Moody v. Chicago Title & Trust Co.

126 Ill. App. 68 | Ill. App. Ct. | 1906

Mr. Presiding Justice Smith

delivered the opinion of the court.

The sole matter of controversy in this case is the right to the proceeds of the credit indemnity bond. From the evidence in the record it may well be doubted whether the indemnity bond in question was ever transferred to the appellant. We are inclined to the opinion that the delivery of the bond to the attorney for appellant Moody, under the circumstances, was not intended to be the formal transfer of the bond to him under the agreement. The bond was sent or delivered to the attorney for the purpose of enabling him to read its provisions and to describe it more correctly and particularly in the draft of the agreement which he was engaged in preparing. It was not assigned to Moody by the company either formally or informally, and the circumstances shown in the record would seem to indicate that it was the intention of the parties to transfer the bond when the memorandum of agreement was formally signed.

If, however, it can be considered under the evidence that the bond was delivered to appellant Moody in pursuance of the verbal agreement which had been entered into, but which had not as yet been reduced to writing and signed, it was, at most, a partial execution of an incomplete agreement, and its validity, under the facts, is questioned by appellee upon the ground that it was fraudulent and void as to the creditors of the Moody-King Company, and upon the further ground that the transaction was in violation of the bankruptcy law.

Upon the first contention the courtfound thatthe Moody-King Company at the date of the pretended transfer was insolvent. The subsequent bankruptcy proceedings would seem to be conclusive evidence upon that question.

The testimony of the expert who had made an examination of the books of the Moody-King Company leaves little room for doubt that the company was in a failing condition. Moody evidently knew that the company was in bad financial condition. His principal excuse for entering into the agreement and obtaining a transfer of the bond was that his banks were finding fault with King’s management of the company; that the company had borrowed $20,000 from the National Bank of North America, and that his credit with his 'own bankers was impaired by his connection with the company and his endorsement of its paper. He testified that he could not afford to be connected with the corporation any longer, because his bankers were finding fault with King and his manner of doing business, and that the credit of the company and his own credit was being injured in Chicago; that he was engaged in much larger enterprises, and that he could not longer afford to be associated with a concern that was carried on and managed as King managed the Moody-King Company.

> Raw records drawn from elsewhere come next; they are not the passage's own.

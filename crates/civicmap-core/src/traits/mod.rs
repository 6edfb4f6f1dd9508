//! Cross-crate trait seams.

pub mod mailer;

pub use mailer::{EmailMessage, Mailer};
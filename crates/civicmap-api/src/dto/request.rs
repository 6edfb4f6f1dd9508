//! Request DTOs with validation.

use chrono::NaiveDate;
use serde::{Deserialize, Serialize};
use validator::Validate;

use civicmap_service::collaboration::CreateCollaboration;

/// Body of `POST /api/collaborations`.
#[derive(Debug, Clone, Serialize, Deserialize, Validate)]
pub struct CreateCollaborationRequest {
    /// Target incident.
    pub incident_id: i64,
    /// Last day of the proposed collaboration.
    pub end_date: NaiveDate,
    /// Motivation text.
    #[validate(length(max = 2000, message = "La motivation est trop longue"))]
    pub motivation: Option<String>,
    /// Alternative proposal text.
    #[validate(length(max = 255, message = "La proposition alternative est trop longue"))]
    pub other_option: Option<String>,
}

impl CreateCollaborationRequest {
    /// Convert into the service-layer input.
    pub fn into_input(self) -> CreateCollaboration {
        CreateCollaboration {
            incident_id: self.incident_id,
            end_date: self.end_date,
            motivation: self.motivation,
            other_option: self.other_option,
        }
    }
}

/// Body of `POST /api/collaborations/accept` and `/decline`.
#[derive(Debug, Clone, Serialize, Deserialize)]
pub struct CollaborationActionRequest {
    /// The collaboration to act on.
    pub collaboration_id: i64,
}

#[cfg(test)]
mod tests {
    use super::*;

    #[test]
    fn test_optional_fields_default_to_none() {
        let req: CreateCollaborationRequest =
            serde_json::from_str(r#"{"incident_id": 5, "end_date": "2030-01-01"}"#).unwrap();
        assert_eq!(req.incident_id, 5);
        assert!(req.motivation.is_none());
        assert!(req.other_option.is_none());
        assert!(req.validate().is_ok());
    }

    #[test]
    fn test_overlong_other_option_rejected() {
        let req = CreateCollaborationRequest {
            incident_id: 5,
            end_date: NaiveDate::from_ymd_opt(2030, 1, 1).unwrap(),
            motivation: None,
            other_option: Some("x".repeat(300)),
        };
        assert!(req.validate().is_err());
    }
}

We think the evidence fairly tends to support the findings of the decree that the company was insolvent, and that appellant Moody knew that it was insolvent; but whether he knew of the actual condition of the company is legally unimportant, for he was bound to know its condition, and occupying the position that he did he must be presumed to know its actual condition.

The question then is, could Moody, the president and a director of the corporation, advance the money to the company to pay its indebtedness to the bank according to the contemplated agreement and take over the assets of the corporation while it was insolvent and hold them as against the existing creditors of the company or the trustee in bankruptcy?

It is claimed on behalf of appellant Moody that on January 12, 1903, at the time the bond was delivered to him, Moody was not a creditor of the corporation, and that, therefore, the taking over of this bond as a part of the assets of the company was not a fraudulent preference of Moody over any other creditor of the company. We think, however, this contention cannot be sustained. According to the terms of the agreement, Moody was to advance this money as a part of the consideration for the assignment of the indemnity bond and other assets of the company. The advancement of the money constituted Moody a creditor, for by that act he took up the indebtedness of the company to the bank, and stood with reference to that indebtedness and the corporation in the relation of the bank to the corporation. He was a guarantor of. the debt prior to the making of the agreement, and the agreement did not change his relations in that respect. While he claims to have resigned the offices of president and director, the record does not show that the resignations had been accepted and that he had ceased to occupy those official positions.

It is undoubtedly the law in this State that in the absence of statutory prohibition an insolvent corporation can prefer its creditors the same as an individual; but it is also the law that an insolvent corporation cannot prefer a creditor who at the same time is a director therein. Beach v. Miller, 130 Ill. 162; Rockford Grocery Company v. Grocery Company, 175 Ill. 89. The directors and officers of an insolvent corporation are trustees of its funds and property for the creditors and they cannot give them away or use them to exonerate themselves to the injury of other creditors. Beach v. Miller, supra.

We entertain no doubt that the object and purpose of appellant in entering into the transaction in question was to secure an advantage to himself over the existing creditors of the corporation, and that this was the real purpose and object of, the verbal agreement which was entered into between appellant Moody and King so far as Moody was concerned, and when Moody obtained possession of the bond in question he took it charged with the trust in favor of the other creditors, and that trust may be enforced in equity.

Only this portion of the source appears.